More specifically, it doesn’t matter if a majority of people want Obamacare or a Department of Education. We live in a constitutional republic, a system specifically designed to protect individual liberties from tyranny.

The Founding Fathers obviously didn’t want our freedoms to be subject to the whims of a king, but they also wanted to protect us from the tyranny of the majority.

This is one of the reasons why I’m so happy to share this short video from the folks at the Institute of Humane Studies.

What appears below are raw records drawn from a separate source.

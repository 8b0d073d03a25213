//! Logging initialization and utilities

/// Initialize the logging system
///
/// Uses env_logger with default filter level of `info`.
/// Override with RUST_LOG environment variable.
///
/// # Example
/// ```
/// lodstream::core::logging::init();
/// log::info!("session started");
/// ```
pub fn init() {
    env_logger::Builder::from_env(
        env_logger::Env::default().default_filter_or("info")
    ).init();
}
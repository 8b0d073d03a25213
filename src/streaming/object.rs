//! Per-object level-of-detail state machine

use std::time::Instant;

use crate::core::error::Error;
use crate::core::types::{Quat, Result, Vec3};
use crate::math::Aabb;
use crate::streaming::fetch::{MeshFetcher, MeshGeometry, MeshInstance};
use crate::streaming::manifest::ObjectRecord;
use crate::streaming::throughput::ThroughputEstimator;

/// Floor for measured durations so instant local fetches still produce
/// finite rates
const MIN_SECONDS: f32 = 1e-6;

/// One level of detail of an object
#[derive(Clone, Debug)]
pub struct LevelDescriptor {
    pub file: String,
    pub size_bytes: u64,
    /// Perceptual quality in [0,1]; 1 = lossless
    pub quality: f32,
    loaded: bool,
    requested: bool,
}

impl LevelDescriptor {
    pub fn loaded(&self) -> bool {
        self.loaded
    }

    pub fn requested(&self) -> bool {
        self.requested
    }
}

/// One importable mesh and its streaming state
///
/// The transform is fixed at construction. Levels are requested at most
/// once each; the displayed level is the highest loaded so far and only
/// ever rises. Lower loaded levels stay resident but hidden, so nothing
/// is ever re-fetched.
pub struct StreamableObject {
    name: String,
    position: Vec3,
    rotation: Quat,
    scale: f32,
    levels: Vec<LevelDescriptor>,
    resident: Vec<Option<MeshGeometry>>,
    current_level: i32,
}

impl StreamableObject {
    /// Build from a manifest record.
    pub fn from_record(record: &ObjectRecord) -> Self {
        let levels = record
            .levels
            .iter()
            .map(|l| LevelDescriptor {
                file: l.file.clone(),
                size_bytes: l.size_bytes,
                quality: l.quality(),
                loaded: false,
                requested: false,
            })
            .collect::<Vec<_>>();
        let resident = vec![None; levels.len()];

        Self {
            name: record.name.clone(),
            position: Vec3::from_array(record.position),
            rotation: Quat::from_array(record.rotation).normalize(),
            scale: record.scale,
            levels,
            resident,
            current_level: -1,
        }
    }

    pub fn name(&self) -> &str {
        &self.name
    }

    pub fn position(&self) -> Vec3 {
        self.position
    }

    pub fn scale(&self) -> f32 {
        self.scale
    }

    pub fn level_count(&self) -> usize {
        self.levels.len()
    }

    pub fn level(&self, index: usize) -> Option<&LevelDescriptor> {
        self.levels.get(index)
    }

    /// Highest level currently displayed; -1 before any import.
    pub fn current_level(&self) -> i32 {
        self.current_level
    }

    /// First level not yet requested, if any.
    pub fn next_level(&self) -> Option<usize> {
        self.levels.iter().position(|l| !l.requested)
    }

    pub fn all_loaded(&self) -> bool {
        self.levels.iter().all(|l| l.loaded)
    }

    /// Geometry of the displayed level.
    pub fn displayed_geometry(&self) -> Option<&MeshGeometry> {
        if self.current_level < 0 {
            return None;
        }
        self.resident[self.current_level as usize].as_ref()
    }

    /// Byte size of the displayed level; 0 before any import.
    pub fn displayed_size_bytes(&self) -> u64 {
        if self.current_level < 0 {
            return 0;
        }
        self.levels[self.current_level as usize].size_bytes
    }

    /// World-space bounds of the displayed mesh.
    pub fn world_bounds(&self) -> Option<Aabb> {
        self.displayed_geometry()
            .map(|g| g.local_bounds.transformed(self.rotation, self.scale, self.position))
    }

    /// World-space surface area of the displayed mesh
    /// (local area scaled by `scale²`).
    pub fn world_surface_area(&self) -> Option<f32> {
        self.displayed_geometry()
            .map(|g| g.surface_area * self.scale * self.scale)
    }

    /// Fetch, decode and display one level.
    ///
    /// The level is marked requested before the first await, so a
    /// concurrent duplicate is rejected without touching I/O. Fetch and
    /// decode failures are distinct errors; both leave the level marked
    /// requested for the rest of the session.
    pub async fn fetch_level(
        &mut self,
        level: usize,
        fetcher: &MeshFetcher,
        estimator: &mut ThroughputEstimator,
    ) -> Result<MeshInstance> {
        if self.levels.is_empty() {
            return Err(Error::Uninitialized(self.name.clone()));
        }
        if level >= self.levels.len() {
            return Err(Error::LevelOutOfRange {
                object: self.name.clone(),
                level,
                count: self.levels.len(),
            });
        }
        if self.levels[level].requested || self.levels[level].loaded {
            return Err(Error::AlreadyRequested {
                object: self.name.clone(),
                level,
            });
        }
        self.levels[level].requested = true;

        let file = self.levels[level].file.clone();

        let fetch_start = Instant::now();
        let bytes = fetcher.fetch(&file).await.map_err(|source| Error::Fetch {
            object: self.name.clone(),
            level,
            source,
        })?;
        let fetch_secs = fetch_start.elapsed().as_secs_f32().max(MIN_SECONDS);
        estimator.record_bandwidth(bytes.len() as f32 / fetch_secs);

        let decode_start = Instant::now();
        let geometry = fetcher.decode(&bytes).map_err(|reason| Error::Decode {
            object: self.name.clone(),
            level,
            reason,
        })?;
        let decode_secs = decode_start.elapsed().as_secs_f32().max(MIN_SECONDS);
        estimator.record_decode_rate(bytes.len() as f32 / decode_secs);

        self.levels[level].loaded = true;
        self.resident[level] = Some(geometry);
        self.current_level = self.current_level.max(level as i32);

        log::debug!(
            "imported '{}' level {} ({} bytes, displayed level {})",
            self.name,
            level,
            bytes.len(),
            self.current_level
        );

        Ok(MeshInstance {
            object: self.name.clone(),
            level,
            geometry,
            position: self.position,
            rotation: self.rotation,
            scale: self.scale,
        })
    }
}

#[cfg(test)]
impl StreamableObject {
    /// Test hook: mark a level loaded with the given geometry, no I/O.
    pub(crate) fn force_load_geometry(&mut self, level: usize, geometry: MeshGeometry) {
        self.levels[level].requested = true;
        self.levels[level].loaded = true;
        self.resident[level] = Some(geometry);
        self.current_level = self.current_level.max(level as i32);
    }

    /// Test hook: mark a level requested without I/O (a stuck request).
    pub(crate) fn mark_requested(&mut self, level: usize) {
        self.levels[level].requested = true;
    }
}
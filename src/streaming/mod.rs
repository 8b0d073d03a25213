//! Adaptive level-of-detail streaming: the decision engine
//!
//! Per tick: partition the catalog against the predicted viewpoint,
//! score candidates with the active metric, let the active strategy
//! select fetches under the throughput budget, import the winners, and
//! feed the measured rates back into the estimator.

pub mod throughput;
pub mod fetch;
pub mod manifest;
pub mod object;
pub mod catalog;
pub mod metric;
pub mod strategy;
pub mod session;

#[cfg(test)]
pub(crate) mod testutil;

pub use throughput::{budget_bytes, harmonic_mean, ThroughputEstimator, DEFAULT_RATE, SAMPLE_WINDOW};
pub use fetch::{MeshCodec, MeshFetcher, MeshGeometry, MeshInstance, SummaryCodec};
pub use manifest::{LevelRecord, ObjectRecord, SceneManifest};
pub use object::{LevelDescriptor, StreamableObject};
pub use catalog::ObjectCatalog;
pub use metric::MetricKind;
pub use strategy::{FetchDecision, Scheduler, SchedulerConfig, StrategyKind};
pub use session::StreamSession;
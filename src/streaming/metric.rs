//! Utility metrics: how desirable is streaming this object next
//!
//! Five interchangeable scoring functions over (object, viewpoint),
//! selected at runtime. Scoring never mutates the object or the
//! caller's camera; retargeted cameras are temporary values dropped
//! after the pass.

use crate::camera::ViewpointSnapshot;
use crate::core::types::Vec2;
use crate::math::{hull::projected_area, Aabb};
use crate::streaming::object::StreamableObject;

/// Stand-in for the unbounded score of an object at zero distance
const POINT_BLANK: f32 = 1e12;

/// Utility metric selector
#[derive(Clone, Copy, Debug, Default, PartialEq, Eq)]
pub enum MetricKind {
    /// Inverse squared distance to the viewpoint
    #[default]
    Distance,
    /// Inverse squared distance weighted by world surface area
    Surface,
    /// On-screen area of the projected bounding box
    Visible,
    /// On-screen area under a camera retargeted straight at the object
    Potential,
    /// Visible area, or a negative potential-ordered fallback when
    /// the object is off screen
    VisiblePotential,
}

impl MetricKind {
    /// Score one object against one viewpoint.
    pub fn score(&self, object: &StreamableObject, viewpoint: &ViewpointSnapshot) -> f32 {
        match self {
            MetricKind::Distance => distance_score(object, viewpoint),
            MetricKind::Surface => surface_score(object, viewpoint),
            MetricKind::Visible => visible_score(object, viewpoint),
            MetricKind::Potential => potential_score(object, viewpoint),
            MetricKind::VisiblePotential => {
                let visible = visible_score(object, viewpoint);
                if visible > 0.0 {
                    visible
                } else {
                    // Negative so it never collides with a positive
                    // visible score, still ordered by potential
                    -potential_score(object, viewpoint).cos()
                }
            }
        }
    }
}

fn inverse_square(distance_squared: f32) -> f32 {
    if distance_squared <= f32::EPSILON {
        POINT_BLANK
    } else {
        1.0 / distance_squared
    }
}

fn distance_score(object: &StreamableObject, viewpoint: &ViewpointSnapshot) -> f32 {
    inverse_square((object.position() - viewpoint.position).length_squared())
}

fn surface_score(object: &StreamableObject, viewpoint: &ViewpointSnapshot) -> f32 {
    let area = object.world_surface_area().unwrap_or(0.0);
    area * inverse_square((object.position() - viewpoint.position).length_squared())
}

fn visible_score(object: &StreamableObject, viewpoint: &ViewpointSnapshot) -> f32 {
    match object.world_bounds() {
        Some(bounds) => screen_coverage(&bounds, viewpoint),
        None => 0.0,
    }
}

fn potential_score(object: &StreamableObject, viewpoint: &ViewpointSnapshot) -> f32 {
    let Some(bounds) = object.world_bounds() else {
        return 0.0;
    };
    let retargeted = viewpoint.looking_at(bounds.center());
    screen_coverage(&bounds, &retargeted)
}

/// Fraction of the unit screen rectangle covered by the box's projected
/// convex hull. Corners behind the camera are dropped; fewer than 3
/// surviving corners cover nothing.
fn screen_coverage(bounds: &Aabb, viewpoint: &ViewpointSnapshot) -> f32 {
    let vp = viewpoint.view_projection();
    let mut points = Vec::with_capacity(8);
    for corner in bounds.corners() {
        let clip = vp * corner.extend(1.0);
        if clip.w <= 1e-6 {
            continue;
        }
        let ndc = clip.truncate() / clip.w;
        points.push(Vec2::new(ndc.x * 0.5 + 0.5, ndc.y * 0.5 + 0.5));
    }
    projected_area(&points)
}
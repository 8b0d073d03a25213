//! Single best integrated utility from fetch completion to the horizon

use super::{current_viewpoint, view_candidates, FetchDecision};
use crate::camera::ViewpointPredictor;
use crate::core::types::Result;
use crate::streaming::catalog::ObjectCatalog;
use crate::streaming::metric::MetricKind;
use crate::streaming::throughput::ThroughputEstimator;

/// Sub-intervals of the utility integral
const INTEGRAL_SLICES: usize = 4;

/// Floor for projected fetch times
const MIN_FETCH_SECONDS: f32 = 1e-6;

/// Pick the candidate whose utility, integrated from its projected
/// fetch completion to the horizon, is highest (Riemann sum over 4
/// slices, scaled by quality).
///
/// A candidate whose fetch would outlast the horizon is scored with the
/// instantaneous utility-per-second rule instead, but such a fallback
/// candidate only wins when no integral candidate exists at all; even
/// a higher-scoring instantaneous candidate loses to any integral one.
pub(super) fn plan(
    catalog: &ObjectCatalog,
    metric: MetricKind,
    estimator: &ThroughputEstimator,
    predictor: &ViewpointPredictor,
    horizon_seconds: f32,
) -> Result<Vec<FetchDecision>> {
    let now = current_viewpoint(predictor)?;
    let candidates = view_candidates(catalog, predictor, horizon_seconds)?;

    let mut best_integral: Option<(FetchDecision, f32)> = None;
    let mut best_instant: Option<(FetchDecision, f32)> = None;

    for candidate in candidates {
        let object = catalog.object(candidate.object);
        let Some(level) = object.level(candidate.level) else {
            continue;
        };
        let fetch_secs = estimator.fetch_seconds(level.size_bytes).max(MIN_FETCH_SECONDS);

        if fetch_secs < horizon_seconds {
            let dt = (horizon_seconds - fetch_secs) / INTEGRAL_SLICES as f32;
            let mut integral = 0.0;
            for slice in 0..INTEGRAL_SLICES {
                let t = fetch_secs + slice as f32 * dt;
                let sampled = predictor.predict(t);
                let viewpoint = sampled.as_ref().unwrap_or(now);
                integral += metric.score(object, viewpoint) * dt;
            }
            let score = integral * level.quality;
            if best_integral.map_or(true, |(_, top)| score > top) {
                best_integral = Some((candidate, score));
            }
        } else {
            let at_completion = predictor.predict(fetch_secs);
            let viewpoint = at_completion.as_ref().unwrap_or(now);
            let score = metric.score(object, viewpoint) * level.quality / fetch_secs;
            if best_instant.map_or(true, |(_, top)| score > top) {
                best_instant = Some((candidate, score));
            }
        }
    }

    Ok(best_integral
        .or(best_instant)
        .map(|(decision, _)| decision)
        .into_iter()
        .collect())
}
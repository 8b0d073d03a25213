//! Axis-aligned bounding box

use serde::{Deserialize, Serialize};

use crate::core::types::{Quat, Vec3};

/// Axis-aligned bounding box defined by min and max corners
#[derive(Clone, Copy, Debug, Default, PartialEq, Serialize, Deserialize)]
pub struct Aabb {
    pub min: Vec3,
    pub max: Vec3,
}

impl Aabb {
    /// Create AABB from min and max corners
    pub fn new(min: Vec3, max: Vec3) -> Self {
        Self { min, max }
    }

    /// Create AABB from center and half-extents
    pub fn from_center_half_extent(center: Vec3, half_extent: Vec3) -> Self {
        Self {
            min: center - half_extent,
            max: center + half_extent,
        }
    }

    /// Get center point
    pub fn center(&self) -> Vec3 {
        (self.min + self.max) * 0.5
    }

    /// Get size (max - min)
    pub fn size(&self) -> Vec3 {
        self.max - self.min
    }

    /// Get half-extents
    pub fn half_extent(&self) -> Vec3 {
        self.size() * 0.5
    }

    /// Get the eight corner points
    pub fn corners(&self) -> [Vec3; 8] {
        let (min, max) = (self.min, self.max);
        [
            Vec3::new(min.x, min.y, min.z),
            Vec3::new(max.x, min.y, min.z),
            Vec3::new(min.x, max.y, min.z),
            Vec3::new(max.x, max.y, min.z),
            Vec3::new(min.x, min.y, max.z),
            Vec3::new(max.x, min.y, max.z),
            Vec3::new(min.x, max.y, max.z),
            Vec3::new(max.x, max.y, max.z),
        ]
    }

    /// Rotate, scale and translate this box, then re-wrap the result
    /// into a new axis-aligned box containing all transformed corners.
    pub fn transformed(&self, rotation: Quat, scale: f32, translation: Vec3) -> Aabb {
        let corners = self.corners().map(|c| rotation * (c * scale) + translation);
        let mut out = Aabb::new(corners[0], corners[0]);
        for c in &corners[1..] {
            out.min = out.min.min(*c);
            out.max = out.max.max(*c);
        }
        out
    }
}
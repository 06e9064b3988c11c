pub mod emitters;
pub mod generator;
pub mod type_mapper;

pub use generator::{GoConfig, GoError, GoGenerator};
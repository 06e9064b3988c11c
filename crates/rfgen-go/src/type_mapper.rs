use rfgen_core::ir::{ResolvedType, TypeExpr};

/// Map a `TypeExpr` to its Go type string representation.
pub fn type_expr_to_go(expr: &TypeExpr) -> String {
    match expr {
        TypeExpr::Integer => "int".to_string(),
        TypeExpr::Boolean => "bool".to_string(),
        TypeExpr::String => "string".to_string(),
        TypeExpr::Common(common) => format!("common.{}", common.as_str()),
        TypeExpr::Named(name) => name.clone(),
        TypeExpr::Primitive(token) => match token.as_str() {
            "string" => "string".to_string(),
            "object" => "map[string]interface{}".to_string(),
            "array" => "[]interface{}".to_string(),
            _ => "interface{}".to_string(),
        },
        TypeExpr::Array(inner) => format!("[]{}", type_expr_to_go(inner)),
    }
}

/// Go field type, with a `json` struct tag when the wire name differs.
pub fn resolved_to_go_field(resolved: &ResolvedType) -> String {
    let base = type_expr_to_go(&resolved.expr);
    match &resolved.wire_name {
        Some(wire) => format!("{base} `json:\"{wire}\"`"),
        None => base,
    }
}

/// Make an enum literal usable inside a Go identifier.
pub fn go_identifier(raw: &str) -> String {
    let cleaned: String = raw
        .chars()
        .filter(|c| c.is_ascii_alphanumeric() || *c == '_')
        .collect();
    if cleaned.starts_with(|c: char| c.is_ascii_digit()) {
        format!("V{cleaned}")
    } else {
        cleaned
    }
}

The Supreme Court may have wimped out in fulfilling its role of  protecting us against untrammeled majoritarianism, but at least we can understand why it’s a good idea to protect economic liberty.

I particularly like the fact that the video cites the Supreme Court’s horrific Kelo decision.

By the way, if you want to understand the other side of the debate (or if you want to enjoy a good laugh), you can peruse my post on E.J. Dionne’s failure to understand history and constitutional governance.

P.S. I applied the lessons of this video in my post about why the U.S. government should promote liberty rather than democracy in the Middle East.

P.P.S. They probably don’t realize it, but Republicans actually came out against marjoritarianism in their party platform.